THE PRISON VISITOR
THE PLIGHT OF SOME PRISON VISITORS
In my more than 30 years in the prison service, I have been a witness to the dynamics of life in the prison community. There were dramatic occasions and there were lots of tragic ones too.
Incarceration is a test of will, of perseverance, of resolve and determination. Here is when relationships are subjected to extreme ordeal, to unmitigated hardship, to unqualified adversity. In other words, imprisonment is suffering for those whose ties were severed by penal prescription.
For the married prisoners, the trial of separation exacts a heavy toll. The man is helpless to assist his spouse and maintain his household. The family he left would have to fend for themselves and as it were, exposed to the elements. It is the initiative and creativity of the spouse to sustain what has been left and if possible, in the name of love or whatever has been forged during cohabitation, to conduct regular visitation.

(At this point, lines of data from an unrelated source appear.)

//! Field-name matching between two struct shapes.

use std::collections::HashMap;

/// Finds the "to" field matching a "from" field name.
///
/// Names match exactly first, then case-insensitively, then ignoring
/// underscores as well, so `scratch_pad`, `ScratchPad` and `scratchpad`
/// all find each other. Exact names take precedence over folded ones; among
/// equal keys the first declared field wins.
#[derive(Debug, Default)]
pub(crate) struct FieldMatcher {
    index: HashMap<String, usize>,
}

impl FieldMatcher {
    pub(crate) fn new<'a>(fields: impl IntoIterator<Item = (usize, &'a str)>) -> Self {
        let fields: Vec<(usize, &str)> = fields.into_iter().collect();
        let mut index = HashMap::with_capacity(3 * fields.len());
        let folds: [fn(&str) -> String; 3] = [str::to_string, str::to_lowercase, loose_key];
        for fold in folds {
            for &(position, name) in &fields {
                index.entry(fold(name)).or_insert(position);
            }
        }
        Self { index }
    }

    pub(crate) fn find(&self, name: &str) -> Option<usize> {
        self.index
            .get(name)
            .or_else(|| self.index.get(&name.to_lowercase()))
            .or_else(|| self.index.get(&loose_key(name)))
            .copied()
    }
}

fn loose_key(name: &str) -> String {
    name.to_lowercase().replace('_', "")
}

There were instances when there is a triumph over adversities. When after a period, the man is released and goes back to hearth and home, scars of imprisonment and pain written on his spirit, and fades away with his loved ones on the background. This is however is one dream a married prisoner idealize. Only a fraction meets this kind of scenario. The rest have broken homes, oftentimes the man perishes as a consequence of violence or illness, or as it has often been reported, the family has gone on separate ways.

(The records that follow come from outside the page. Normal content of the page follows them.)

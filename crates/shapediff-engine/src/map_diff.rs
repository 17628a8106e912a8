//! String-keyed map comparison.

use std::collections::BTreeMap;

use shapediff_types::{ChangeType, Path, ScalarKind, Shape, Value};

use crate::error::{AccessError, DiffError, DiffResult};
use crate::iface::diff_dynamic;
use crate::program::Cx;
use crate::tag::Tag;

static EMPTY: BTreeMap<String, Value> = BTreeMap::new();

/// Compares `map[string]dyn` values entry by entry.
pub(crate) struct MapDiffer {
    /// Directives applied to every entry value.
    tag: Tag,
}

impl MapDiffer {
    pub(crate) fn build(from: &Shape, to: &Shape, tag: &Tag) -> DiffResult<Self> {
        for shape in [from, to] {
            let supported = matches!(
                shape.as_map(),
                Some((key, value))
                    if key.strip_optional().as_scalar() == Some(ScalarKind::String) && value.is_dynamic()
            );
            if !supported {
                return Err(DiffError::UnsupportedShape {
                    shape: shape.to_string(),
                    reason: "maps must have string keys and dynamic values".to_string(),
                });
            }
        }
        Ok(Self { tag: tag.clone() })
    }

    pub(crate) fn diff(&self, cx: &mut Cx<'_>, path: &Path, from: &Value, to: &Value) {
        let (Some(from), Some(to)) = (entries(cx, path, from), entries(cx, path, to)) else {
            return;
        };
        for (key, from_value) in from {
            match to.get(key) {
                Some(to_value) => diff_dynamic(
                    cx,
                    &self.tag,
                    &path.entry(key.as_str()),
                    from_value,
                    to_value,
                    ChangeType::Update,
                ),
                None => diff_dynamic(
                    cx,
                    &self.tag,
                    &path.entry(key.as_str()),
                    from_value,
                    &Value::Null,
                    ChangeType::Delete,
                ),
            }
        }
        for (key, to_value) in to.iter().filter(|(key, _)| !from.contains_key(*key)) {
            diff_dynamic(
                cx,
                &self.tag,
                &path.entry(key.as_str()),
                &Value::Null,
                to_value,
                ChangeType::Create,
            );
        }
    }
}

/// Entries of a map value. Null reads as empty.
fn entries<'v>(cx: &mut Cx<'_>, path: &Path, value: &'v Value) -> Option<&'v BTreeMap<String, Value>> {
    match value {
        Value::Null => Some(&EMPTY),
        Value::Map(entries) => Some(entries),
        other => {
            let error = AccessError::UnexpectedValue {
                expected: "map",
                found: other.kind(),
            };
            cx.error(path.clone(), error);
            None
        }
    }
}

The other half of the population are those who are not married, and those carrying common law relationship which among the majority of prisoners have this kind of status. Their visitors are a mixture. They are the choice subject of romantic flirtations. They are up for negotiation through pen pal (and recently through texting). They sustain quite a number of relationship at a time when prison administration has lowered the restriction on visitation rules. These visitors, mostly those infatuated with machismo projections, are easily cajoled and wheedled into a whirlwind relationship. Prison talk is sweet talk for those seeking romantic overtures. Imprisonment connotes limitation and in a homogenous setting, the entry of the opposite is gender is a welcome invitation. It is not a secret when one discovers a former nun doing errands for her imprisoned lover, and also a wife whose husband is abroad, a desperate professional in need of a companion, so on and so forth. The list is almost endless.
Once a relationship is forged, romance is almost instant. The visitor becomes dreamy, optimistic and whose head is in the clouds. The prisoner, the one visited, finally gets a respite, a connection to the outside world, and a runner at that.

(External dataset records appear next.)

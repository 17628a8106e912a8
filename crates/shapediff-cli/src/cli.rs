use std::path::PathBuf;

use clap::{Args, Parser, Subcommand};

#[derive(Parser)]
#[command(
    name = "shapediff",
    about = "Structural diffs of JSON documents",
    version,
)]
pub struct Cli {
    #[command(subcommand)]
    pub command: Command,

    #[arg(short, long, global = true)]
    pub verbose: bool,

    #[arg(long, global = true, default_value = "text")]
    pub format: OutputFormat,
}

#[derive(Clone, Debug, clap::ValueEnum)]
pub enum OutputFormat {
    Text,
    Json,
}

#[derive(Subcommand)]
pub enum Command {
    /// Compare two JSON documents
    Diff(DiffArgs),
    /// Parse a field tag and show its directives
    Tag(TagArgs),
    /// Show the effective engine configuration
    Config(ConfigArgs),
}

#[derive(Args)]
pub struct DiffArgs {
    /// Document to compare from
    pub from: PathBuf,
    /// Document to compare to
    pub to: PathBuf,
    /// Directives for the root value, e.g. "indexBy=."
    #[arg(long)]
    pub tag: Option<String>,
    /// TOML file with engine configuration
    #[arg(long)]
    pub config: Option<PathBuf>,
    /// Source name attached to exported records
    #[arg(long, default_value = "")]
    pub source: String,
    /// Source id attached to exported records
    #[arg(long, default_value = "")]
    pub id: String,
    /// Reject comparisons between unrelated scalar kinds
    #[arg(long)]
    pub strict: bool,
}

#[derive(Args)]
pub struct TagArgs {
    pub tag: String,
}

#[derive(Args)]
pub struct ConfigArgs {
    /// TOML file to load; defaults are shown without one
    pub path: Option<PathBuf>,
}

#[cfg(test)]
mod tests {
    use super::*;

    #[test]
    fn parse_diff() {
        let cli = Cli::try_parse_from(["shapediff", "diff", "a.json", "b.json"]).unwrap();
        if let Command::Diff(args) = cli.command {
            assert_eq!(args.from, PathBuf::from("a.json"));
            assert_eq!(args.to, PathBuf::from("b.json"));
            assert!(args.tag.is_none());
            assert!(!args.strict);
        } else { panic!("wrong command"); }
    }

    #[test]
    fn parse_diff_options() {
        let cli = Cli::try_parse_from([
            "shapediff", "diff", "a.json", "b.json",
            "--tag", "indexBy=id", "--source", "orders", "--id", "42", "--strict",
        ]).unwrap();
        if let Command::Diff(args) = cli.command {
            assert_eq!(args.tag.as_deref(), Some("indexBy=id"));
            assert_eq!(args.source, "orders");
            assert_eq!(args.id, "42");
            assert!(args.strict);
        } else { panic!("wrong command"); }
    }

    #[test]
    fn parse_diff_requires_both_files() {
        assert!(Cli::try_parse_from(["shapediff", "diff", "a.json"]).is_err());
    }

    #[test]
    fn parse_tag() {
        let cli = Cli::try_parse_from(["shapediff", "tag", "sort=true"]).unwrap();
        if let Command::Tag(args) = cli.command {
            assert_eq!(args.tag, "sort=true");
        } else { panic!("wrong command"); }
    }

    #[test]
    fn parse_config() {
        let cli = Cli::try_parse_from(["shapediff", "config"]).unwrap();
        assert!(matches!(cli.command, Command::Config(ConfigArgs { path: None })));
    }

    #[test]
    fn parse_verbose() {
        let cli = Cli::try_parse_from(["shapediff", "--verbose", "config"]).unwrap();
        assert!(cli.verbose);
    }

    #[test]
    fn parse_json_format() {
        let cli = Cli::try_parse_from(["shapediff", "--format", "json", "tag", "-"]).unwrap();
        assert!(matches!(cli.format, OutputFormat::Json));
    }
}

This is where love is trivialized. This is where relationship is toyed. This is where bonding becomes brittle. For those starry eyed visitors wishing for a lifetime of a relationship would discover that after the person they would constantly care would be released, they would find themselves holding an empty bag. A released prisoner knows full well that any relationship is a baggage to be discarded at all costs, this notwithstanding the fact that he benefited from it for a considerable period of time in the penal facility.
What happens to the visitor is a repeat of past performance. The one who stayed behind, the friend, inherits the visitor and so with a new relationship would progress until finally, age catches up and poor visitor, she would never get a chance to recover her dream until insanity catches up on the person.